Spreadsheets versus a Data Warehouse – the two sides of the Analysis coin

Ash van der Spuy from our Sydney office shares his thoughts on how IT and business can work more closely to bridge the gap of familiar spreadsheet analysis vs reporting from a data warehouse for Financial Analysts.
Spreadsheets have been the mainstay of the Financial Analyst for decades, and its blank canvas and powerful calculation functions ensures that it remains the “go to” tool for both quick and complicated calculations. There are no tools as efficient for mocking up a quick analysis as a spreadsheet and it is important to keep this in mind, because there is a tendency is to criticise Excel so as to highlight the importance of formal reporting and analysis. While spreadsheets cannot do everything, similarly data warehouses cannot always meet the demands of the Financial Analysts; for proper analytics these functions have to meet each other half way. 

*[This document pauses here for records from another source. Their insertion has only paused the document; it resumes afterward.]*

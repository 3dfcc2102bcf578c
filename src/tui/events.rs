//! Custom event types for TUI application.

use crossterm::event::KeyEvent;

/// Events that can occur in the TUI application
#[derive(Debug)]
pub enum TuiEvent {
    /// User keyboard input
    Key(KeyEvent),
    /// Terminal was resized; redraw on the next tick
    Resize,
    /// Request to quit the application
    Quit,
}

1. The IT side of the coin

Every tool has its purpose and spreadsheets have their place. The same is to be said for formal reporting and analysis tools such as the ones developed by Tableau, Qlik, Microsoft, IBM, Oracle, SAS and SAP. These reporting and analysis tools however work best with well-structured data, and even better if this data is in a database in a proper data model. There are tools which are improving data exploration using diverse data sets, but their functionality is limited. When it comes to complicated calculations using snippets of information, often from temporary or ad hoc data sources to answer a specific pressing question; the spreadsheet rules supreme.

This is the side of the coin that the Business Intelligence or Information Management professionals need to support. Some questions need immediate answers and pose a question a data warehouse (DW) may not accommodate, but this doesn’t mean that the DW should just leave the Analysts to blunder ahead.

 
2. The Business side of the coin

Business and Financial Analysts in particular, can easily reach a place where they view the data warehouse as slow and cumbersome. They have pressing questions, and can’t wait until tomorrow or next week to answer them and this is when they often resort to entering the data into a spreadsheet.

But it is exactly this haste that leads to keying errors, mistakes in formulas or using the wrong data. Worse than that, is using the correct data without knowing that it is of bad quality – Just because data comes from a financial system or an ERP, its quality is not guaranteed.

 
Case and Point/ The perfect storm

I have seen that the best analytics and reporting comes from organisations where the Data Warehouse and Business work together; and Analysts and IT professionals often forget that. The goal for a data warehouse should be to ensure that for those questions that must be answered in a spread sheet, the largest proportion of the data must come from good quality, trusted sources which the data warehouse has prepared and approved. When that doesn’t happen, the perfect storm is unavoidable.

The perfect storm is the scenario where a spread sheet contains both good data from a data warehouse and bad quality data and incorrect formulae input by analysts, which is then used by Management to make decisions. Since some of the data is from the data warehouse, the results are taken with high regard and decisions are made with confidence, even when affecting people’s lives and jobs.
We have seen this happen to companies big and small, both locally and globally. Take the example of Barclay’s and their overpayment of hundreds of millions for subprime debt. During the GFC, hidden columns in a spread sheet led to this their perfect storm. http://www.computerworld.com/s/article/9117143/Excel_error_leaves_Barclays_with_more_Lehman_assets_than_it_bargained_for 

Another example has come from an economics study which was strategically used, largely by Europe and America to deal with the GFC. Upon further analysis, academics found the study was based on results from a spreadsheet containing errors and the resulting fallout from this was international.
http://theconversation.com/the-reinhart-rogoff-error-or-how-not-to-excel-at-economics-13646

Recommendations for a way forward

Here are my 6 key observations and recommendations for Business and IT to meet in the middle:

  • Analysts have to keep inmind that the formal systems and policies employed by the DW are there to
    • A. Supply automatic results that accelerate decision making which is also more efficient in the future.
    • B. Ensure the data is of a high quality, and can be trusted for decision making.
  • Once Analysts realise they are answering the same ad hoc repeatedly, and/or major decisions are being made based on the answers, the help of the DW should be sought. This is to automate the results and to ensure that the data is cleansed and verified if necessary.
  • Cleansing and verifying the data will give further weight to the results and allow Analysts to focus on the next set of ad hoc questions.
  • The automation process will also deconstruct the formulae in the analysis, providing another level of confidence to the results.
  • IT professionals have to keep in mind that business needs are ever changing, and there is no way that they can keep up with every requirement. Instead the focus should be to grow that middle ground, and feed it with more and more trusted data.
  • Alternatives to the traditional DW architectures should be assessed for fit, as a sandbox or multi-modal (this could include Lambda architecture) data platform can go a long way towards lowering the latency requirements that drive users away from the DW.

Spreadsheets, business intelligence software, analysts and specialists all have their place, they key is to understand the functions of each, and promote synergy through collaboration, and thereby better assist the broader company.

In future blogs we will explore how sandboxes and multi-modal, including Lambda architecture are changing the Information Management landscape.